All of the records must be given again exactly.

(Dataset excerpts)
━━━
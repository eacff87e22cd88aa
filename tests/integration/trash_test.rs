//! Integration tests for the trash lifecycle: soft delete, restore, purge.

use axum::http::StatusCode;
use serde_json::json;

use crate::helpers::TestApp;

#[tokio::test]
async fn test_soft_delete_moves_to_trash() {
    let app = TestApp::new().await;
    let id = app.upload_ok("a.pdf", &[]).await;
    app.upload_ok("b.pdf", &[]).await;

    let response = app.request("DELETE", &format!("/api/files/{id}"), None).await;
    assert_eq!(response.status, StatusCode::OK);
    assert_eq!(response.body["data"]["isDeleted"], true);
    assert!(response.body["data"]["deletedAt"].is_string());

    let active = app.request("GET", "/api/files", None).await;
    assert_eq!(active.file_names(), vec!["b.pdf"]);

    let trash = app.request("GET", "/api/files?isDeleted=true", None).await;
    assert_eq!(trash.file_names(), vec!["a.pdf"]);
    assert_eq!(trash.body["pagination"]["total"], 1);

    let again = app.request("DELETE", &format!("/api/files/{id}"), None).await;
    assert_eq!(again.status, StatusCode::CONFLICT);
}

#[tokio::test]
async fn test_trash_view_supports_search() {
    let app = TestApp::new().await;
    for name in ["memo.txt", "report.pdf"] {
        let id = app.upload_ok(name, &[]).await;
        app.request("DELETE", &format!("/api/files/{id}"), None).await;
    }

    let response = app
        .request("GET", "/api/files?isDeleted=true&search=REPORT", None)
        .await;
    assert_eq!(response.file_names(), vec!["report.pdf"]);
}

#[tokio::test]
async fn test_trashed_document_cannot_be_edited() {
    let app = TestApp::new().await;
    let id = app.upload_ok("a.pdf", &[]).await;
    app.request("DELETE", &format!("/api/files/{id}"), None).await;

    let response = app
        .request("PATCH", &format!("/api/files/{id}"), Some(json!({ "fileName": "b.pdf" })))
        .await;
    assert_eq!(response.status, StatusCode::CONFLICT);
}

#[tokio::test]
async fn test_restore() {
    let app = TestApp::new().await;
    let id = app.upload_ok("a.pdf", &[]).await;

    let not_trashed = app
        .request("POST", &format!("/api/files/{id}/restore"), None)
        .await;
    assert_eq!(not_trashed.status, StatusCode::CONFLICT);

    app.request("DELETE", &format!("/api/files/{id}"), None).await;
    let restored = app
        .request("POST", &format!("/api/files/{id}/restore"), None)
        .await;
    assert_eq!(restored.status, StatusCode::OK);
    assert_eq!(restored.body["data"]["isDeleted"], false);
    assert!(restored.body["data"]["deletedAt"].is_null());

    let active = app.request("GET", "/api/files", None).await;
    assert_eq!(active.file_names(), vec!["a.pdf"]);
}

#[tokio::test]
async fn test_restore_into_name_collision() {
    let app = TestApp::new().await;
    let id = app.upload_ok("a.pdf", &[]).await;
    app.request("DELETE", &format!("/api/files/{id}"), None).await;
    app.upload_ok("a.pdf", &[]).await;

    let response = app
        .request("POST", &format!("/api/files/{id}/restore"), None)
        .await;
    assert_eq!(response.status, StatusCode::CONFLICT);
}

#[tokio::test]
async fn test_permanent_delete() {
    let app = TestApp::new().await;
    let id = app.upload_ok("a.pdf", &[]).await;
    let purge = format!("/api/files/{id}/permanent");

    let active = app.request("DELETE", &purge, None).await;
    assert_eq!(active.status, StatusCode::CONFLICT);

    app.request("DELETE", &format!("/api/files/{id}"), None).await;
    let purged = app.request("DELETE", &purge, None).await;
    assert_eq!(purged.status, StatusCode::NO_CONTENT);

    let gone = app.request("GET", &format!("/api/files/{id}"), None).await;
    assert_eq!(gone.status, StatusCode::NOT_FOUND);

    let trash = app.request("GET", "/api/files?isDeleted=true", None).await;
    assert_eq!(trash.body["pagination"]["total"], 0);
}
━━━
Answer for the task |
repository eacff87e22cd88aa
filename tests/integration/trash_test.rs
//! Integration tests for the trash lifecycle: soft delete, restore, purge.

use axum::http::StatusCode;
use serde_json::json;

use crate::helpers::TestApp;

#[tokio::test]
async fn test_soft_delete_moves_to_trash() {
    let app = TestApp::new().await;
    let id = app.upload_ok("a.pdf", &[]).await;
    app.upload_ok("b.pdf", &[]).await;

    let response = app.request("DELETE", &format!("/api/files/{id}"), None).await;
    assert_eq!(response.status, StatusCode::OK);
    assert_eq!(response.body["data"]["isDeleted"], true);
    assert!(response.body["data"]["deletedAt"].is_string());

    let active = app.request("GET", "/api/files", None).await;
    assert_eq!(active.file_names(), vec!["b.pdf"]);

    let trash = app.request("GET", "/api/files?isDeleted=true", None).await;
    assert_eq!(trash.file_names(), vec!["a.pdf"]);
    assert_eq!(trash.body["pagination"]["total"], 1);

    let again = app.request("DELETE", &format!("/api/files/{id}"), None).await;
    assert_eq!(again.status, StatusCode::CONFLICT);
}

#[tokio::test]
async fn test_trash_view_supports_search() {
    let app = TestApp::new().await;
    for name in ["memo.txt", "report.pdf"] {
        let id = app.upload_ok(name, &[]).await;
        app.request("DELETE", &format!("/api/files/{id}"), None).await;
    }

    let response = app
        .request("GET", "/api/files?isDeleted=true&search=REPORT", None)
        .await;
    assert_eq!(response.file_names(), vec!["report.pdf"]);
}

#[tokio::test]
async fn test_trashed_document_cannot_be_edited() {
    let app = TestApp::new().await;
    let id = app.upload_ok("a.pdf", &[]).await;
    app.request("DELETE", &format!("/api/files/{id}"), None).await;

    let response = app
        .request("PATCH", &format!("/api/files/{id}"), Some(json!({ "fileName": "b.pdf" })))
        .await;
    assert_eq!(response.status, StatusCode::CONFLICT);
}

#[tokio::test]
async fn test_restore() {
    let app = TestApp::new().await;
    let id = app.upload_ok("a.pdf", &[]).await;

    let not_trashed = app
        .request("POST", &format!("/api/files/{id}/restore"), None)
        .await;
    assert_eq!(not_trashed.status, StatusCode::CONFLICT);

    app.request("DELETE", &format!("/api/files/{id}"), None).await;
    let restored = app
        .request("POST", &format!("/api/files/{id}/restore"), None)
        .await;
    assert_eq!(restored.status, StatusCode::OK);
    assert_eq!(restored.body["data"]["isDeleted"], false);
    assert!(restored.body["data"]["deletedAt"].is_null());

    let active = app.request("GET", "/api/files", None).await;
    assert_eq!(active.file_names(), vec!["a.pdf"]);
}

#[tokio::test]
async fn test_restore_into_name_collision() {
    let app = TestApp::new().await;
    let id = app.upload_ok("a.pdf", &[]).await;
    app.request("DELETE", &format!("/api/files/{id}"), None).await;
    app.upload_ok("a.pdf", &[]).await;

    let response = app
        .request("POST", &format!("/api/files/{id}/restore"), None)
        .await;
    assert_eq!(response.status, StatusCode::CONFLICT);
}

#[tokio::test]
async fn test_permanent_delete() {
    let app = TestApp::new().await;
    let id = app.upload_ok("a.pdf", &[]).await;
    let purge = format!("/api/files/{id}/permanent");

    let active = app.request("DELETE", &purge, None).await;
    assert_eq!(active.status, StatusCode::CONFLICT);

    app.request("DELETE", &format!("/api/files/{id}"), None).await;
    let purged = app.request("DELETE", &purge, None).await;
    assert_eq!(purged.status, StatusCode::NO_CONTENT);

    let gone = app.request("GET", &format!("/api/files/{id}"), None).await;
    assert_eq!(gone.status, StatusCode::NOT_FOUND);

    let trash = app.request("GET", "/api/files?isDeleted=true", None).await;
    assert_eq!(trash.body["pagination"]["total"], 0);
}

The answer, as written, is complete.